Pensando esto en voz alta, empezamos a subir el arrastradero. Voy abriendo huella, haciendo Z para subir, ya que con la inclinación y la carga de nieve que hay, es imposible subir en línea recta. La estampa del bosque se parece más a Canadá o Alaska que a lo que estamos acostumbrados por aquí. Casi ni hablamos de la emoción y no paramos de imaginar cómo será la bajada.

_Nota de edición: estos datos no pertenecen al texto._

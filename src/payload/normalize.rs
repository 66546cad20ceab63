//! Body normalization.
//!
//! Turns whatever the page (or a script) posted into one canonical
//! [`IncomingRequest`], then derives the [`ForwardedPayload`] sent to the
//! engine.

use serde::Serialize;
use serde_json::{Map, Value};

use crate::error::{RelayError, Result};

/// Body field carrying string-encoded extra parameters.
pub const EXTRA_JSON_FIELD: &str = "extraJson";

const FORM_CONTENT_TYPE: &str = "application/x-www-form-urlencoded";

/// Canonical view of a caller request, independent of transport format.
#[derive(Debug, Clone, PartialEq)]
pub struct IncomingRequest {
    /// Raw topic as sent (untrimmed). Empty when absent or not a string.
    pub topic: String,

    /// Country code as sent, if any.
    pub country: Option<String>,

    /// Every body field except the `extraJson` envelope, with the decoded
    /// envelope shallow-merged on top.
    pub extra: Map<String, Value>,
}

/// The JSON object forwarded to the engine.
#[derive(Debug, Clone, PartialEq, Serialize)]
#[serde(transparent)]
pub struct ForwardedPayload(Map<String, Value>);

impl ForwardedPayload {
    pub fn prompt(&self) -> &str {
        self.0.get("prompt").and_then(Value::as_str).unwrap_or_default()
    }

    pub fn mode(&self) -> Option<&Value> {
        self.0.get("mode")
    }

    pub fn as_map(&self) -> &Map<String, Value> {
        &self.0
    }
}

/// Parse a raw request body into a JSON object.
///
/// Empty bodies become `{}`. Form bodies become an object of strings.
/// Anything else must be JSON; non-object JSON becomes `{}`.
pub fn parse_body(body: &[u8], content_type: Option<&str>) -> Result<Map<String, Value>> {
    if body.iter().all(u8::is_ascii_whitespace) {
        return Ok(Map::new());
    }

    if content_type.is_some_and(is_form) {
        return Ok(url::form_urlencoded::parse(body)
            .map(|(k, v)| (k.into_owned(), Value::String(v.into_owned())))
            .collect());
    }

    match serde_json::from_slice::<Value>(body) {
        Ok(Value::Object(map)) => Ok(map),
        Ok(_) => Ok(Map::new()),
        Err(e) => Err(RelayError::InvalidJson(e.to_string())),
    }
}

fn is_form(content_type: &str) -> bool {
    content_type
        .split(';')
        .next()
        .is_some_and(|mime| mime.trim().eq_ignore_ascii_case(FORM_CONTENT_TYPE))
}

/// Decode the `extraJson` envelope. Blank strings and non-object JSON
/// contribute nothing; malformed JSON is a client error.
fn decode_extra(value: Value) -> Result<Map<String, Value>> {
    match value {
        Value::Object(map) => Ok(map),
        Value::String(text) if text.trim().is_empty() => Ok(Map::new()),
        Value::String(text) => match serde_json::from_str::<Value>(&text) {
            Ok(Value::Object(map)) => Ok(map),
            Ok(_) => Ok(Map::new()),
            Err(e) => Err(RelayError::InvalidJson(format!("{EXTRA_JSON_FIELD}: {e}"))),
        },
        _ => Ok(Map::new()),
    }
}

impl IncomingRequest {
    /// Build the canonical request from a parsed body object.
    ///
    /// The decoded envelope is merged first, so `topic` and `country`
    /// supplied there override the body's own.
    pub fn from_fields(mut fields: Map<String, Value>) -> Result<Self> {
        if let Some(envelope) = fields.remove(EXTRA_JSON_FIELD) {
            fields.extend(decode_extra(envelope)?);
        }

        let topic = fields
            .get("topic")
            .and_then(Value::as_str)
            .unwrap_or_default()
            .to_string();
        let country = fields
            .get("country")
            .and_then(Value::as_str)
            .map(str::to_string);

        Ok(Self {
            topic,
            country,
            extra: fields,
        })
    }

    /// Prompt sent upstream: an explicit non-blank `prompt` wins over the
    /// trimmed topic.
    pub fn final_prompt(&self) -> String {
        match self.extra.get("prompt").and_then(Value::as_str) {
            Some(prompt) if !prompt.trim().is_empty() => prompt.to_string(),
            _ => self.topic.trim().to_string(),
        }
    }

    /// Mode sent upstream: explicit `mode`, else the uppercased country,
    /// else `default_mode`.
    pub fn final_mode(&self, default_mode: &str) -> Value {
        match self.extra.get("mode") {
            Some(Value::Null) | None => {}
            Some(Value::String(mode)) if mode.trim().is_empty() => {}
            Some(mode) => return mode.clone(),
        }

        let country = self
            .country
            .as_deref()
            .map(str::trim)
            .filter(|c| !c.is_empty());
        match country {
            Some(country) => Value::String(country.to_uppercase()),
            None => Value::String(default_mode.to_string()),
        }
    }

    /// Derive the forwarded payload, failing with `EmptyTopic` when there
    /// is nothing to ask the engine.
    pub fn into_payload(self, default_mode: &str) -> Result<ForwardedPayload> {
        let prompt = self.final_prompt();
        if prompt.is_empty() {
            return Err(RelayError::EmptyTopic);
        }
        let mode = self.final_mode(default_mode);

        let mut payload = self.extra;
        payload.insert("prompt".to_string(), Value::String(prompt));
        payload.insert("mode".to_string(), mode);
        Ok(ForwardedPayload(payload))
    }
}

/// Full normalization step: raw body to forwarded payload.
pub fn normalize(
    body: &[u8],
    content_type: Option<&str>,
    default_mode: &str,
) -> Result<ForwardedPayload> {
    let fields = parse_body(body, content_type)?;
    IncomingRequest::from_fields(fields)?.into_payload(default_mode)
}

#[cfg(test)]
mod tests {
    use super::*;
    use serde_json::json;

    const JSON: Option<&str> = Some("application/json");

    fn run(body: &str) -> Result<ForwardedPayload> {
        normalize(body.as_bytes(), JSON, "KR")
    }

    #[test]
    fn test_topic_becomes_prompt() {
        let payload = run(r#"{"topic":"  exchange rate spike ","country":"kr"}"#).unwrap();
        assert_eq!(payload.prompt(), "exchange rate spike");
        assert_eq!(payload.mode(), Some(&json!("KR")));
        assert_eq!(payload.as_map()["topic"], "  exchange rate spike ");
        assert_eq!(payload.as_map()["country"], "kr");
    }

    #[test]
    fn test_explicit_prompt_wins() {
        let payload = run(r#"{"topic":"ignored","prompt":"use me","mode":"deep"}"#).unwrap();
        assert_eq!(payload.prompt(), "use me");
        assert_eq!(payload.mode(), Some(&json!("deep")));
    }

    #[test]
    fn test_blank_prompt_falls_back_to_topic() {
        let payload = run(r#"{"topic":"rates","prompt":"   "}"#).unwrap();
        assert_eq!(payload.prompt(), "rates");
    }

    #[test]
    fn test_extra_json_envelope_is_inlined() {
        let payload = run(
            r#"{"topic":"rates","country":"us","extraJson":"{\"tone\":\"calm\",\"mode\":\"brief\"}"}"#,
        )
        .unwrap();

        assert_eq!(payload.as_map()["tone"], "calm");
        assert_eq!(payload.mode(), Some(&json!("brief")));
        assert!(!payload.as_map().contains_key(EXTRA_JSON_FIELD));
    }

    #[test]
    fn test_extra_json_object_accepted() {
        let payload = run(r#"{"topic":"t","extraJson":{"prompt":"p","n":3}}"#).unwrap();
        assert_eq!(payload.prompt(), "p");
        assert_eq!(payload.as_map()["n"], 3);
    }

    #[test]
    fn test_blank_extra_json_ignored() {
        let payload = run(r#"{"topic":"t","extraJson":"  "}"#).unwrap();
        assert_eq!(payload.as_map().len(), 3);
    }

    #[test]
    fn test_extra_json_country_drives_mode() {
        let payload = run(r#"{"topic":"t","country":"KR","extraJson":"{\"country\":\"jp\"}"}"#).unwrap();
        assert_eq!(payload.as_map()["country"], "jp");
        assert_eq!(payload.mode(), Some(&json!("JP")));
    }

    #[test]
    fn test_extra_json_topic_drives_prompt() {
        let payload =
            run(r#"{"topic":"body topic","extraJson":"{\"topic\":\"extra topic\"}"}"#).unwrap();
        assert_eq!(payload.as_map()["topic"], "extra topic");
        assert_eq!(payload.prompt(), "extra topic");
    }

    #[test]
    fn test_topic_only_in_extra_json() {
        let payload = run(r#"{"extraJson":"{\"topic\":\"  from extra \"}"}"#).unwrap();
        assert_eq!(payload.prompt(), "from extra");
    }

    #[test]
    fn test_malformed_extra_json() {
        let err = run(r#"{"topic":"t","extraJson":"{oops"}"#).unwrap_err();
        assert_eq!(err.code(), "INVALID_JSON");
    }

    #[test]
    fn test_malformed_body() {
        let err = run("{\"topic\": ").unwrap_err();
        assert_eq!(err.code(), "INVALID_JSON");

        let err = normalize(b"topic=plain text", Some("text/plain"), "KR").unwrap_err();
        assert_eq!(err.code(), "INVALID_JSON");
    }

    #[test]
    fn test_empty_body_is_empty_topic() {
        for body in ["", "   \n", "[1,2]", "42", "{}"] {
            let err = run(body).unwrap_err();
            assert_eq!(err.code(), "EMPTY_TOPIC", "body {body:?}");
        }
    }

    #[test]
    fn test_whitespace_topic_rejected() {
        let err = run(r#"{"topic":"   ","country":"KR"}"#).unwrap_err();
        assert_eq!(err.code(), "EMPTY_TOPIC");
    }

    #[test]
    fn test_default_mode_when_nothing_given() {
        let payload = normalize(br#"{"topic":"t"}"#, None, "default").unwrap();
        assert_eq!(payload.mode(), Some(&json!("default")));

        let payload = run(r#"{"topic":"t","mode":null,"country":" "}"#).unwrap();
        assert_eq!(payload.mode(), Some(&json!("KR")));
    }

    #[test]
    fn test_form_body() {
        let payload = normalize(
            b"topic=exchange+rate+spike&country=jp&extraJson=%7B%22tone%22%3A%22calm%22%7D",
            Some("application/x-www-form-urlencoded; charset=UTF-8"),
            "KR",
        )
        .unwrap();

        assert_eq!(payload.prompt(), "exchange rate spike");
        assert_eq!(payload.mode(), Some(&json!("JP")));
        assert_eq!(payload.as_map()["tone"], "calm");
    }

    #[test]
    fn test_non_string_topic_kept_but_not_used() {
        let err = run(r#"{"topic":7}"#).unwrap_err();
        assert_eq!(err.code(), "EMPTY_TOPIC");

        let payload = run(r#"{"topic":7,"prompt":"p"}"#).unwrap();
        assert_eq!(payload.as_map()["topic"], 7);
    }
}
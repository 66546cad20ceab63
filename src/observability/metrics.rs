//! Metrics collection and exposition.
//!
//! # Metrics
//! - `relay_requests_total` (counter): requests by route, status
//! - `relay_request_duration_seconds` (histogram): latency by route
//! - `relay_failures_total` (counter): error responses by code
//!
//! Recording is a no-op until `init_metrics` installs the exporter.

use std::net::SocketAddr;
use std::time::Instant;

use metrics::{counter, histogram};
use metrics_exporter_prometheus::PrometheusBuilder;

/// Install the Prometheus exporter listening on `addr`.
pub fn init_metrics(addr: SocketAddr) {
    match PrometheusBuilder::new().with_http_listener(addr).install() {
        Ok(()) => tracing::info!(address = %addr, "Metrics exporter listening"),
        Err(e) => tracing::error!(address = %addr, error = %e, "Failed to install metrics exporter"),
    }
}

pub fn record_request(route: &'static str, status: u16, start: Instant) {
    counter!("relay_requests_total", "route" => route, "status" => status.to_string()).increment(1);
    histogram!("relay_request_duration_seconds", "route" => route)
        .record(start.elapsed().as_secs_f64());
}

pub fn record_failure(code: &'static str) {
    counter!("relay_failures_total", "code" => code).increment(1);
}
//! engine-relay
//!
//! Serves the web page and relays `/make` / `/execute` calls to the engine.
//!
//! ```text
//!     Browser                 ┌──────────────────────────────────────────┐
//!     ───────────────────────▶│  http::server (request id, trace)        │
//!                             │      → payload::normalize                │
//!                             │      → upstream::client (+ timeout)  ────┼──▶ Engine
//!     ◀───────────────────────│      ← http::response (pass-through) ◀───┼───
//!                             └──────────────────────────────────────────┘
//! ```

use std::path::PathBuf;

use clap::Parser;

use engine_relay::config::loader;
use engine_relay::lifecycle::{self, signals, Shutdown};
use engine_relay::observability::logging;

#[derive(Parser)]
#[command(name = "engine-relay")]
#[command(about = "Web front-end that relays requests to the engine", long_about = None)]
struct Args {
    /// Optional TOML config file; environment variables override it.
    #[arg(short, long, env = "RELAY_CONFIG")]
    config: Option<PathBuf>,

    /// Listen port (overrides PORT).
    #[arg(short, long)]
    port: Option<u16>,
}

#[tokio::main]
async fn main() -> Result<(), Box<dyn std::error::Error>> {
    // A missing .env is normal in hosted environments.
    let _ = dotenvy::dotenv();

    let args = Args::parse();

    let mut config = loader::load(args.config.as_deref(), |key| std::env::var(key).ok())?;
    if let Some(port) = args.port {
        config.listener.port = port;
    }

    logging::init(&config.observability.log_level);

    tracing::info!(
        version = env!("CARGO_PKG_VERSION"),
        bind_address = %config.listener.bind_address(),
        "engine-relay starting"
    );

    let shutdown = Shutdown::new();
    signals::forward_signals(shutdown.clone());

    lifecycle::launch(config, &shutdown).await?;

    tracing::info!("Shutdown complete");
    Ok(())
}
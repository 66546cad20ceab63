//! Configuration loading from disk and the process environment.

use std::fs;
use std::path::Path;

use thiserror::Error;

use crate::config::schema::RelayConfig;
use crate::config::validation::{validate_config, ValidationError};

/// Environment variables that may hold the engine base URL, highest
/// priority first.
pub const ENGINE_URL_KEYS: &[&str] = &["ENGINE_URL", "ENGINEURL", "FINISHFLOW_ENGINE_URL"];

/// Error type for configuration loading.
#[derive(Debug, Error)]
pub enum ConfigError {
    #[error("IO error: {0}")]
    Io(#[from] std::io::Error),

    #[error("Parse error: {0}")]
    Parse(#[from] toml::de::Error),

    #[error("Validation failed: {}", join(.0))]
    Validation(Vec<ValidationError>),
}

fn join(errors: &[ValidationError]) -> String {
    errors
        .iter()
        .map(ToString::to_string)
        .collect::<Vec<_>>()
        .join(", ")
}

/// Outcome of looking up the engine URL across its candidate names.
#[derive(Debug, Clone, PartialEq, Eq)]
pub struct ResolvedBaseUrl {
    pub value: Option<String>,
    pub seen_keys: Vec<(String, bool)>,
}

/// Resolve the engine base URL from an ordered list of candidate names.
///
/// The first value that is non-empty after trimming wins. Trailing slashes
/// are stripped so paths can be appended directly.
pub fn resolve_base_url<F>(keys: &[&str], lookup: F) -> ResolvedBaseUrl
where
    F: Fn(&str) -> Option<String>,
{
    let mut value = None;
    let mut seen_keys = Vec::with_capacity(keys.len());

    for key in keys {
        let raw = lookup(key);
        let trimmed = raw
            .as_deref()
            .map(|v| v.trim().trim_end_matches('/'))
            .filter(|v| !v.is_empty());

        seen_keys.push((key.to_string(), raw.as_deref().is_some_and(|v| !v.trim().is_empty())));

        if value.is_none() {
            value = trimmed.map(str::to_string);
        }
    }

    ResolvedBaseUrl { value, seen_keys }
}

/// Load configuration from a TOML file without validating it.
pub fn load_file(path: &Path) -> Result<RelayConfig, ConfigError> {
    let content = fs::read_to_string(path)?;
    let config: RelayConfig = toml::from_str(&content)?;
    Ok(config)
}

/// Overlay environment variables onto `config`.
///
/// Returns the variables whose values could not be parsed.
pub fn apply_env<F>(config: &mut RelayConfig, lookup: F) -> Vec<ValidationError>
where
    F: Fn(&str) -> Option<String>,
{
    let mut errors = Vec::new();

    let resolved = resolve_base_url(ENGINE_URL_KEYS, &lookup);
    if resolved.value.is_some() {
        config.upstream.base_url = resolved.value;
    } else if let Some(base) = config.upstream.base_url.take() {
        let base = base.trim().trim_end_matches('/').to_string();
        config.upstream.base_url = (!base.is_empty()).then_some(base);
    }
    config.upstream.seen_keys = resolved.seen_keys;

    if let Some(host) = non_empty(lookup("HOST")) {
        config.listener.host = host;
    }
    if let Some(port) = parse_env(&lookup, "PORT", &mut errors) {
        config.listener.port = port;
    }
    if let Some(secs) = parse_env(&lookup, "ENGINE_TIMEOUT_SECS", &mut errors) {
        config.upstream.timeout_secs = secs;
    }
    if let Some(addr) = non_empty(lookup("METRICS_ADDR")) {
        config.observability.metrics_enabled = true;
        config.observability.metrics_address = addr;
    }

    errors
}

/// Build the effective configuration: defaults, then the optional file,
/// then the environment. Validation runs last over the merged result.
pub fn load<F>(path: Option<&Path>, lookup: F) -> Result<RelayConfig, ConfigError>
where
    F: Fn(&str) -> Option<String>,
{
    let mut config = match path {
        Some(path) => load_file(path)?,
        None => RelayConfig::default(),
    };

    let mut errors = apply_env(&mut config, lookup);
    if let Err(more) = validate_config(&config) {
        errors.extend(more);
    }

    if errors.is_empty() {
        Ok(config)
    } else {
        Err(ConfigError::Validation(errors))
    }
}

fn non_empty(value: Option<String>) -> Option<String> {
    value
        .map(|v| v.trim().to_string())
        .filter(|v| !v.is_empty())
}

fn parse_env<T, F>(lookup: &F, key: &str, errors: &mut Vec<ValidationError>) -> Option<T>
where
    T: std::str::FromStr,
    F: Fn(&str) -> Option<String>,
{
    let value = non_empty(lookup(key))?;
    match value.parse() {
        Ok(parsed) => Some(parsed),
        Err(_) => {
            errors.push(ValidationError::InvalidEnv {
                key: key.to_string(),
                value,
            });
            None
        }
    }
}
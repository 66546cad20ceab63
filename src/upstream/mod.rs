//! Upstream engine subsystem.
//!
//! # Data Flow
//! ```text
//! ForwardedPayload
//!     → client.rs (POST {base}/execute, x-request-id propagated)
//!     → resilience::timeouts (single deadline)
//!     → UpstreamResponse { status, content_type, body }
//! ```
//!
//! # Design Decisions
//! - The engine is opaque; responses are never parsed
//! - No retries, no circuit breaking: at-most-once delivery
//! - A missing base URL fails before any socket is opened

pub mod client;

pub use client::{UpstreamClient, UpstreamResponse};
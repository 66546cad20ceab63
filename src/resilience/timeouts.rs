//! Timeout enforcement.
//!
//! # Responsibilities
//! - Wrap upstream calls with a single deadline
//! - Cancel the outbound future cleanly when the deadline fires
//!
//! # Design Decisions
//! - Uses Tokio's timeout facilities
//! - Timeout errors are distinct from other errors
//! - Timed-out relays are reported as 502 with `UPSTREAM_TIMEOUT`

use std::future::Future;
use std::time::Duration;

use tokio::time;

/// The deadline expired before the wrapped future completed.
#[derive(Debug, Clone, Copy, PartialEq, Eq)]
pub struct DeadlineExceeded(pub Duration);

/// Run `fut` to completion or drop it once `limit` has elapsed.
pub async fn within<F, T>(limit: Duration, fut: F) -> Result<T, DeadlineExceeded>
where
    F: Future<Output = T>,
{
    time::timeout(limit, fut)
        .await
        .map_err(|_| DeadlineExceeded(limit))
}

#[cfg(test)]
mod tests {
    use super::*;

    #[tokio::test]
    async fn test_completes_before_deadline() {
        let out = within(Duration::from_millis(200), async { 7 }).await;
        assert_eq!(out, Ok(7));
    }

    #[tokio::test(start_paused = true)]
    async fn test_deadline_fires() {
        let out = within(Duration::from_secs(120), time::sleep(Duration::from_secs(600))).await;
        assert_eq!(out, Err(DeadlineExceeded(Duration::from_secs(120))));
    }
}
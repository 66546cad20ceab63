use clap::{Parser, Subcommand};
use serde_json::{Map, Value};

#[derive(Parser)]
#[command(name = "relay-cli")]
#[command(about = "Terminal client for the engine relay", long_about = None)]
struct Cli {
    #[arg(short, long, default_value = "http://localhost:10000")]
    url: String,

    #[command(subcommand)]
    command: Commands,
}

#[derive(Subcommand)]
enum Commands {
    /// Check relay and engine health
    Health,
    /// Send a topic to the engine through /make
    Make {
        /// Topic to generate content for
        topic: String,

        #[arg(short, long, default_value = "KR")]
        country: String,

        /// Extra parameters as a JSON object, merged into the payload
        #[arg(short, long)]
        extra: Option<String>,
    },
}

#[tokio::main]
async fn main() -> Result<(), Box<dyn std::error::Error>> {
    let cli = Cli::parse();
    let client = reqwest::Client::new();
    let base = cli.url.trim_end_matches('/');

    let res = match cli.command {
        Commands::Health => client.get(format!("{base}/health")).send().await?,
        Commands::Make {
            topic,
            country,
            extra,
        } => {
            let mut body = Map::new();
            body.insert("topic".into(), Value::String(topic));
            body.insert("country".into(), Value::String(country));
            if let Some(extra) = extra {
                body.insert("extraJson".into(), Value::String(extra));
            }
            client
                .post(format!("{base}/make"))
                .json(&body)
                .send()
                .await?
        }
    };

    print_response(res).await
}

async fn print_response(res: reqwest::Response) -> Result<(), Box<dyn std::error::Error>> {
    let status = res.status();
    let text = res.text().await?;

    println!("STATUS {}", status.as_u16());
    match serde_json::from_str::<Value>(&text) {
        Ok(json) => println!("{}", serde_json::to_string_pretty(&json)?),
        Err(_) => println!("{text}"),
    }

    if !status.is_success() {
        std::process::exit(1);
    }
    Ok(())
}
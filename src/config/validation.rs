//! Configuration validation.
//!
//! # Responsibilities
//! - Semantic validation (serde handles syntactic)
//! - Validate value ranges (timeouts > 0, limits > 0)
//! - Check the engine URL is an absolute http(s) URL
//!
//! # Design Decisions
//! - Returns all validation errors, not just first
//! - Validation is pure function: RelayConfig → Result<(), Vec<ValidationError>>
//! - Runs before config is accepted into the system
//! - A missing engine URL is not an error here; requests fail with
//!   `CONFIG_MISSING` instead so the page and health probe stay reachable

use std::net::SocketAddr;

use thiserror::Error;
use url::Url;

use crate::config::schema::RelayConfig;

/// A single semantic problem with the loaded configuration.
#[derive(Debug, Clone, PartialEq, Eq, Error)]
pub enum ValidationError {
    #[error("upstream.base_url {url:?} is not a valid URL: {reason}")]
    InvalidBaseUrl { url: String, reason: String },

    #[error("upstream.base_url {0:?} must use http or https")]
    UnsupportedScheme(String),

    #[error("{field} must start with '/', got {value:?}")]
    RelativePath { field: &'static str, value: String },

    #[error("{0} must be greater than zero")]
    Zero(&'static str),

    #[error("observability.metrics_address {0:?} is not a socket address")]
    InvalidMetricsAddress(String),

    #[error("environment variable {key} has invalid value {value:?}")]
    InvalidEnv { key: String, value: String },
}

/// Validate a fully assembled configuration.
pub fn validate_config(config: &RelayConfig) -> Result<(), Vec<ValidationError>> {
    let mut errors = Vec::new();

    if let Some(base) = config.upstream.base_url() {
        match Url::parse(base) {
            Ok(url) if url.scheme() != "http" && url.scheme() != "https" => {
                errors.push(ValidationError::UnsupportedScheme(base.to_string()));
            }
            Ok(_) => {}
            Err(e) => errors.push(ValidationError::InvalidBaseUrl {
                url: base.to_string(),
                reason: e.to_string(),
            }),
        }
    }

    for (field, value) in [
        ("upstream.execute_path", &config.upstream.execute_path),
        ("upstream.health_path", &config.upstream.health_path),
    ] {
        if !value.starts_with('/') {
            errors.push(ValidationError::RelativePath {
                field,
                value: value.clone(),
            });
        }
    }

    if config.upstream.timeout_secs == 0 {
        errors.push(ValidationError::Zero("upstream.timeout_secs"));
    }
    if config.upstream.connect_timeout_secs == 0 {
        errors.push(ValidationError::Zero("upstream.connect_timeout_secs"));
    }
    if config.limits.max_body_size == 0 {
        errors.push(ValidationError::Zero("limits.max_body_size"));
    }

    if config.observability.metrics_enabled
        && config
            .observability
            .metrics_address
            .parse::<SocketAddr>()
            .is_err()
    {
        errors.push(ValidationError::InvalidMetricsAddress(
            config.observability.metrics_address.clone(),
        ));
    }

    if errors.is_empty() {
        Ok(())
    } else {
        Err(errors)
    }
}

La fijación del esquí de mi compañero nos devuelve a la realidad. No hemos comprobado si iban bien reguladas y se le salta la bota. Hay que cerrarla y necesitamos un destornillador (otra cosa que ni por peso ni por tamaño hay excusa para no llevar en la mochila. 20 minutos después de probar con la arandela del llavero, las llaves del coche e incluso con la cremallera de los guantes, al más puro estilo McGyver, conseguimos apañarlo y nos cambia la cara. ¡Ya nada nos va a parar hasta llegar arriba! Nada nos va a parar… los próximos 100 metros. Una vez pasada la angustia después del lio de la fijación, según vamos subiendo, empiezo a notar de nuevo que voy justo de azúcar. “No puede ser, he tomado un zumo hace nada, he desayunado fuerte y me he puesto la mitad de insulina” “Va, venga, seguro que no es para tanto, yendo poco a poco no me bajará más y ya en el Chozo podré comer algo…” Después de un rato de intentar autoengañarme, paro y confirmo con una glucemia lo que me temía. No estoy bajo, estoy al borde de perder el conocimiento. 32mg/dl (teniendo en cuenta que el nivel normal está entre 80 y 120mg/dl…). A lo que hay que añadir que estamos en mitad del bosque, con más de un metro y medio de nieve y con una buena paliza física incluso para volver al bajar al pueblo de La Granja. 32… ¿Cómo narices voy a llegar? Ya quedaba claro que había que darse la vuelta sí o sí. El tema ahora era ser capaz de llegar. A mi compañero le vuelve a fallar la fijación, él va a tener que bajar andando y yo preparo el equipo para bajar mientras me concentro. Hay que ponerse en situación. No es solo bajada, hay que remontar un buen tramo desde el río y el pueblo está a más de 3 kilómetros, estamos solos en el bosque con más de metro y medio de espesor de nieve, por lo que moverse sin esquís o tabla es casi imposible. Menudo panorama, ¿eh?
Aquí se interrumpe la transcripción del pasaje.